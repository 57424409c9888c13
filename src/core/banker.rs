//! Banker's algorithm safety check
//!
//! Works on a declared snapshot: available units per resource and, per process,
//! its declared maximum demand and its current allocation. Vectors are indexed
//! by the position of the resource in [`BankerInput::resources`].

use crate::core::error::{Result, SimError};
use crate::core::types::{ProcessId, ResourceId};
use serde::Serialize;

/// Declared maximum and current allocation of one process
#[derive(Debug, Clone, PartialEq, Eq, Serialize)]
pub struct BankerProcess {
    pub id: ProcessId,
    pub max: Vec<u32>,
    pub allocated: Vec<u32>,
}

/// Input of the safety check
#[derive(Debug, Clone, PartialEq, Eq, Serialize)]
pub struct BankerInput {
    pub resources: Vec<ResourceId>,
    pub available: Vec<u32>,
    /// Processes in declaration order, which is also the tie-break order
    pub processes: Vec<BankerProcess>,
}

impl BankerInput {
    pub fn new(resources: Vec<ResourceId>, available: Vec<u32>) -> Self {
        BankerInput {
            resources,
            available,
            processes: Vec::new(),
        }
    }

    /// Append a process, builder style
    pub fn process(mut self, id: impl Into<ProcessId>, max: Vec<u32>, allocated: Vec<u32>) -> Self {
        self.processes.push(BankerProcess {
            id: id.into(),
            max,
            allocated,
        });
        self
    }

    /// Compute `need = max - allocated` for every process
    ///
    /// # Errors
    /// Returns `InvalidState` if a vector has the wrong length or any
    /// allocation exceeds its declared maximum.
    pub fn need(&self) -> Result<Vec<Vec<u32>>> {
        let width = self.resources.len();
        if self.available.len() != width {
            return Err(SimError::InvalidState(format!(
                "available has {} entries for {width} resources",
                self.available.len()
            )));
        }

        self.processes
            .iter()
            .map(|p| {
                if p.max.len() != width || p.allocated.len() != width {
                    return Err(SimError::InvalidState(format!(
                        "process `{}` declares {} max and {} allocated entries for {width} resources",
                        p.id,
                        p.max.len(),
                        p.allocated.len()
                    )));
                }
                p.max
                    .iter()
                    .zip(&p.allocated)
                    .zip(&self.resources)
                    .map(|((&max, &alloc), resource)| {
                        max.checked_sub(alloc).ok_or_else(|| {
                            SimError::InvalidState(format!(
                                "process `{}` has negative need for `{resource}` (allocated {alloc} > max {max})",
                                p.id
                            ))
                        })
                    })
                    .collect::<Result<Vec<u32>>>()
            })
            .collect()
    }
}

/// Outcome of a safety check
#[derive(Debug, Clone, PartialEq, Eq, Serialize)]
#[serde(tag = "state", rename_all = "lowercase")]
pub enum SafetyReport {
    /// Every process can finish in `sequence` order
    Safe { sequence: Vec<ProcessId> },
    /// No order exists; `finished` could complete, `blocked` never can
    Unsafe {
        finished: Vec<ProcessId>,
        blocked: Vec<ProcessId>,
    },
}

impl SafetyReport {
    pub fn is_safe(&self) -> bool {
        matches!(self, SafetyReport::Safe { .. })
    }

    /// The safe sequence, if the state is safe
    pub fn sequence(&self) -> Option<&[ProcessId]> {
        match self {
            SafetyReport::Safe { sequence } => Some(sequence),
            SafetyReport::Unsafe { .. } => None,
        }
    }

    /// One-line human-readable summary
    pub fn describe(&self) -> String {
        match self {
            SafetyReport::Safe { sequence } => {
                format!("System is in a safe state. Safe sequence: {}", sequence.join(" -> "))
            }
            SafetyReport::Unsafe { blocked, .. } => format!(
                "System is in an unsafe state. No safe sequence exists; {} cannot finish",
                blocked.join(", ")
            ),
        }
    }
}

/// Why a request has to wait
#[derive(Debug, Clone, Copy, PartialEq, Eq, Serialize)]
#[serde(rename_all = "lowercase")]
pub enum WaitReason {
    /// Not enough units are free right now
    Unavailable,
    /// Granting it would leave the system without a safe sequence
    Unsafe,
}

/// Decision on a single resource request
#[derive(Debug, Clone, PartialEq, Eq, Serialize)]
#[serde(tag = "decision", rename_all = "lowercase")]
pub enum RequestDecision {
    /// The state after granting is safe, with this sequence
    Grant { sequence: Vec<ProcessId> },
    Wait { reason: WaitReason },
}

/// Stateless Banker's algorithm
pub struct SafetyChecker;

impl SafetyChecker {
    /// Decide whether a safe execution order exists
    ///
    /// Repeatedly picks the first unfinished process, in declaration order,
    /// whose need is covered by the current work vector, returns its allocation
    /// to work and starts scanning again from the beginning.
    ///
    /// # Errors
    /// Returns `InvalidState` if any need is negative or the input is malformed.
    pub fn check(input: &BankerInput) -> Result<SafetyReport> {
        let need = input.need()?;
        let mut work = input.available.clone();
        let mut finished = vec![false; input.processes.len()];
        let mut sequence = Vec::with_capacity(input.processes.len());

        'scan: loop {
            for (i, process) in input.processes.iter().enumerate() {
                if finished[i] || !covers(&work, &need[i]) {
                    continue;
                }
                for (w, &a) in work.iter_mut().zip(&process.allocated) {
                    *w = w.saturating_add(a);
                }
                finished[i] = true;
                sequence.push(process.id.clone());
                continue 'scan;
            }
            break;
        }

        if sequence.len() == input.processes.len() {
            Ok(SafetyReport::Safe { sequence })
        } else {
            let blocked = input
                .processes
                .iter()
                .zip(&finished)
                .filter(|&(_, &done)| !done)
                .map(|(p, _)| p.id.clone())
                .collect();
            Ok(SafetyReport::Unsafe {
                finished: sequence,
                blocked,
            })
        }
    }

    /// Decide whether `request` by `process` may be granted right away
    ///
    /// # Errors
    /// Returns `InvalidState` if the request exceeds the process's remaining
    /// need, `UnknownProcess` if the process is not declared, or any error of
    /// [`SafetyChecker::check`].
    pub fn evaluate_request(
        input: &BankerInput,
        process: &str,
        request: &[u32],
    ) -> Result<RequestDecision> {
        let need = input.need()?;
        let index = input
            .processes
            .iter()
            .position(|p| p.id == process)
            .ok_or_else(|| SimError::UnknownProcess(process.to_string()))?;

        if request.len() != input.resources.len() {
            return Err(SimError::InvalidState(format!(
                "request has {} entries for {} resources",
                request.len(),
                input.resources.len()
            )));
        }
        if let Some(r) = (0..request.len()).find(|&r| request[r] > need[index][r]) {
            return Err(SimError::InvalidState(format!(
                "process `{process}` requests {} of `{}` but its remaining need is {}",
                request[r], input.resources[r], need[index][r]
            )));
        }
        if !covers(&input.available, request) {
            return Ok(RequestDecision::Wait {
                reason: WaitReason::Unavailable,
            });
        }

        let mut pretend = input.clone();
        for r in 0..request.len() {
            pretend.available[r] -= request[r];
            pretend.processes[index].allocated[r] += request[r];
        }

        Ok(match Self::check(&pretend)? {
            SafetyReport::Safe { sequence } => RequestDecision::Grant { sequence },
            SafetyReport::Unsafe { .. } => RequestDecision::Wait {
                reason: WaitReason::Unsafe,
            },
        })
    }
}

fn covers(work: &[u32], need: &[u32]) -> bool {
    need.iter().zip(work).all(|(n, w)| n <= w)
}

+ + + + + + +

▶ **Exercise prompt**:
Return the records given above in their entirety, word for word.

▶ **Written response**:
repository 57424409c9888c13
filename src/core/banker.rs
//! Banker's algorithm safety check
//!
//! Works on a declared snapshot: available units per resource and, per process,
//! its declared maximum demand and its current allocation. Vectors are indexed
//! by the position of the resource in [`BankerInput::resources`].

use crate::core::error::{Result, SimError};
use crate::core::types::{ProcessId, ResourceId};
use serde::Serialize;

/// Declared maximum and current allocation of one process
#[derive(Debug, Clone, PartialEq, Eq, Serialize)]
pub struct BankerProcess {
    pub id: ProcessId,
    pub max: Vec<u32>,
    pub allocated: Vec<u32>,
}

/// Input of the safety check
#[derive(Debug, Clone, PartialEq, Eq, Serialize)]
pub struct BankerInput {
    pub resources: Vec<ResourceId>,
    pub available: Vec<u32>,
    /// Processes in declaration order, which is also the tie-break order
    pub processes: Vec<BankerProcess>,
}

impl BankerInput {
    pub fn new(resources: Vec<ResourceId>, available: Vec<u32>) -> Self {
        BankerInput {
            resources,
            available,
            processes: Vec::new(),
        }
    }

    /// Append a process, builder style
    pub fn process(mut self, id: impl Into<ProcessId>, max: Vec<u32>, allocated: Vec<u32>) -> Self {
        self.processes.push(BankerProcess {
            id: id.into(),
            max,
            allocated,
        });
        self
    }

    /// Compute `need = max - allocated` for every process
    ///
    /// # Errors
    /// Returns `InvalidState` if a vector has the wrong length or any
    /// allocation exceeds its declared maximum.
    pub fn need(&self) -> Result<Vec<Vec<u32>>> {
        let width = self.resources.len();
        if self.available.len() != width {
            return Err(SimError::InvalidState(format!(
                "available has {} entries for {width} resources",
                self.available.len()
            )));
        }

        self.processes
            .iter()
            .map(|p| {
                if p.max.len() != width || p.allocated.len() != width {
                    return Err(SimError::InvalidState(format!(
                        "process `{}` declares {} max and {} allocated entries for {width} resources",
                        p.id,
                        p.max.len(),
                        p.allocated.len()
                    )));
                }
                p.max
                    .iter()
                    .zip(&p.allocated)
                    .zip(&self.resources)
                    .map(|((&max, &alloc), resource)| {
                        max.checked_sub(alloc).ok_or_else(|| {
                            SimError::InvalidState(format!(
                                "process `{}` has negative need for `{resource}` (allocated {alloc} > max {max})",
                                p.id
                            ))
                        })
                    })
                    .collect::<Result<Vec<u32>>>()
            })
            .collect()
    }
}

/// Outcome of a safety check
#[derive(Debug, Clone, PartialEq, Eq, Serialize)]
#[serde(tag = "state", rename_all = "lowercase")]
pub enum SafetyReport {
    /// Every process can finish in `sequence` order
    Safe { sequence: Vec<ProcessId> },
    /// No order exists; `finished` could complete, `blocked` never can
    Unsafe {
        finished: Vec<ProcessId>,
        blocked: Vec<ProcessId>,
    },
}

impl SafetyReport {
    pub fn is_safe(&self) -> bool {
        matches!(self, SafetyReport::Safe { .. })
    }

    /// The safe sequence, if the state is safe
    pub fn sequence(&self) -> Option<&[ProcessId]> {
        match self {
            SafetyReport::Safe { sequence } => Some(sequence),
            SafetyReport::Unsafe { .. } => None,
        }
    }

    /// One-line human-readable summary
    pub fn describe(&self) -> String {
        match self {
            SafetyReport::Safe { sequence } => {
                format!("System is in a safe state. Safe sequence: {}", sequence.join(" -> "))
            }
            SafetyReport::Unsafe { blocked, .. } => format!(
                "System is in an unsafe state. No safe sequence exists; {} cannot finish",
                blocked.join(", ")
            ),
        }
    }
}

/// Why a request has to wait
#[derive(Debug, Clone, Copy, PartialEq, Eq, Serialize)]
#[serde(rename_all = "lowercase")]
pub enum WaitReason {
    /// Not enough units are free right now
    Unavailable,
    /// Granting it would leave the system without a safe sequence
    Unsafe,
}

/// Decision on a single resource request
#[derive(Debug, Clone, PartialEq, Eq, Serialize)]
#[serde(tag = "decision", rename_all = "lowercase")]
pub enum RequestDecision {
    /// The state after granting is safe, with this sequence
    Grant { sequence: Vec<ProcessId> },
    Wait { reason: WaitReason },
}

/// Stateless Banker's algorithm
pub struct SafetyChecker;

impl SafetyChecker {
    /// Decide whether a safe execution order exists
    ///
    /// Repeatedly picks the first unfinished process, in declaration order,
    /// whose need is covered by the current work vector, returns its allocation
    /// to work and starts scanning again from the beginning.
    ///
    /// # Errors
    /// Returns `InvalidState` if any need is negative or the input is malformed.
    pub fn check(input: &BankerInput) -> Result<SafetyReport> {
        let need = input.need()?;
        let mut work = input.available.clone();
        let mut finished = vec![false; input.processes.len()];
        let mut sequence = Vec::with_capacity(input.processes.len());

        'scan: loop {
            for (i, process) in input.processes.iter().enumerate() {
                if finished[i] || !covers(&work, &need[i]) {
                    continue;
                }
                for (w, &a) in work.iter_mut().zip(&process.allocated) {
                    *w = w.saturating_add(a);
                }
                finished[i] = true;
                sequence.push(process.id.clone());
                continue 'scan;
            }
            break;
        }

        if sequence.len() == input.processes.len() {
            Ok(SafetyReport::Safe { sequence })
        } else {
            let blocked = input
                .processes
                .iter()
                .zip(&finished)
                .filter(|&(_, &done)| !done)
                .map(|(p, _)| p.id.clone())
                .collect();
            Ok(SafetyReport::Unsafe {
                finished: sequence,
                blocked,
            })
        }
    }

    /// Decide whether `request` by `process` may be granted right away
    ///
    /// # Errors
    /// Returns `InvalidState` if the request exceeds the process's remaining
    /// need, `UnknownProcess` if the process is not declared, or any error of
    /// [`SafetyChecker::check`].
    pub fn evaluate_request(
        input: &BankerInput,
        process: &str,
        request: &[u32],
    ) -> Result<RequestDecision> {
        let need = input.need()?;
        let index = input
            .processes
            .iter()
            .position(|p| p.id == process)
            .ok_or_else(|| SimError::UnknownProcess(process.to_string()))?;

        if request.len() != input.resources.len() {
            return Err(SimError::InvalidState(format!(
                "request has {} entries for {} resources",
                request.len(),
                input.resources.len()
            )));
        }
        if let Some(r) = (0..request.len()).find(|&r| request[r] > need[index][r]) {
            return Err(SimError::InvalidState(format!(
                "process `{process}` requests {} of `{}` but its remaining need is {}",
                request[r], input.resources[r], need[index][r]
            )));
        }
        if !covers(&input.available, request) {
            return Ok(RequestDecision::Wait {
                reason: WaitReason::Unavailable,
            });
        }

        let mut pretend = input.clone();
        for r in 0..request.len() {
            pretend.available[r] -= request[r];
            pretend.processes[index].allocated[r] += request[r];
        }

        Ok(match Self::check(&pretend)? {
            SafetyReport::Safe { sequence } => RequestDecision::Grant { sequence },
            SafetyReport::Unsafe { .. } => RequestDecision::Wait {
                reason: WaitReason::Unsafe,
            },
        })
    }
}

fn covers(work: &[u32], need: &[u32]) -> bool {
    need.iter().zip(work).all(|(n, w)| n <= w)
}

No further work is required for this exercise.